+++ Provided data +++

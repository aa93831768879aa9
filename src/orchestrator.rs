use crate::bench::cpu::CpuWorkload;
use crate::bench::disk::DiskWorkload;
use crate::bench::gpu::GpuWorkload;
use crate::bench::memory::MemoryWorkload;
use crate::bench::network::{NetworkOutcome, NetworkWorkload};
use crate::bench::BenchmarkError;
use crate::config::Config;
use crate::model::{Degeneracy, ReadingSource, ScoreFlag, Subsystem, SystemInfo, TestResults};
use crate::monitor::{MonitorError, StopSignal, TemperatureMonitor};
use crate::output::OutputSink;
use crate::platform::{Platform, SensorReader};
use crate::report::label;
use reqwest::Client;
use std::sync::Arc;
use thiserror::Error;
use tokio::runtime::{Builder, Runtime};
use tracing::{debug, info, warn};

#[derive(Debug, Error)]
pub enum OrchestratorError {
    #[error("failed to start the monitor runtime: {0}")]
    Runtime(#[source] std::io::Error),
    #[error(transparent)]
    Monitor(#[from] MonitorError),
    #[error("{subsystem} benchmark failed: {source}")]
    Benchmark {
        subsystem: Subsystem,
        source: BenchmarkError,
    },
}

#[derive(Debug, Clone, PartialEq)]
pub struct DiagnosticRun {
    pub results: TestResults,
    pub samples: usize,
}

pub struct Diagnostics {
    platform: Arc<dyn Platform>,
    sensors: Arc<dyn SensorReader>,
    sink: Arc<dyn OutputSink>,
    config: Config,
    info: SystemInfo,
    runtime: Runtime,
}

+++

Instructions to follow ▸
Repeat the whole of the data verbatim, as it reads above.

Written solution ▸
repository aa93831768879aa9
filename src/orchestrator.rs
use crate::bench::cpu::CpuWorkload;
use crate::bench::disk::DiskWorkload;
use crate::bench::gpu::GpuWorkload;
use crate::bench::memory::MemoryWorkload;
use crate::bench::network::{NetworkOutcome, NetworkWorkload};
use crate::bench::BenchmarkError;
use crate::config::Config;
use crate::model::{Degeneracy, ReadingSource, ScoreFlag, Subsystem, SystemInfo, TestResults};
use crate::monitor::{MonitorError, StopSignal, TemperatureMonitor};
use crate::output::OutputSink;
use crate::platform::{Platform, SensorReader};
use crate::report::label;
use reqwest::Client;
use std::sync::Arc;
use thiserror::Error;
use tokio::runtime::{Builder, Runtime};
use tracing::{debug, info, warn};

#[derive(Debug, Error)]
pub enum OrchestratorError {
    #[error("failed to start the monitor runtime: {0}")]
    Runtime(#[source] std::io::Error),
    #[error(transparent)]
    Monitor(#[from] MonitorError),
    #[error("{subsystem} benchmark failed: {source}")]
    Benchmark {
        subsystem: Subsystem,
        source: BenchmarkError,
    },
}

#[derive(Debug, Clone, PartialEq)]
pub struct DiagnosticRun {
    pub results: TestResults,
    pub samples: usize,
}

pub struct Diagnostics {
    platform: Arc<dyn Platform>,
    sensors: Arc<dyn SensorReader>,
    sink: Arc<dyn OutputSink>,
    config: Config,
    info: SystemInfo,
    runtime: Runtime,
}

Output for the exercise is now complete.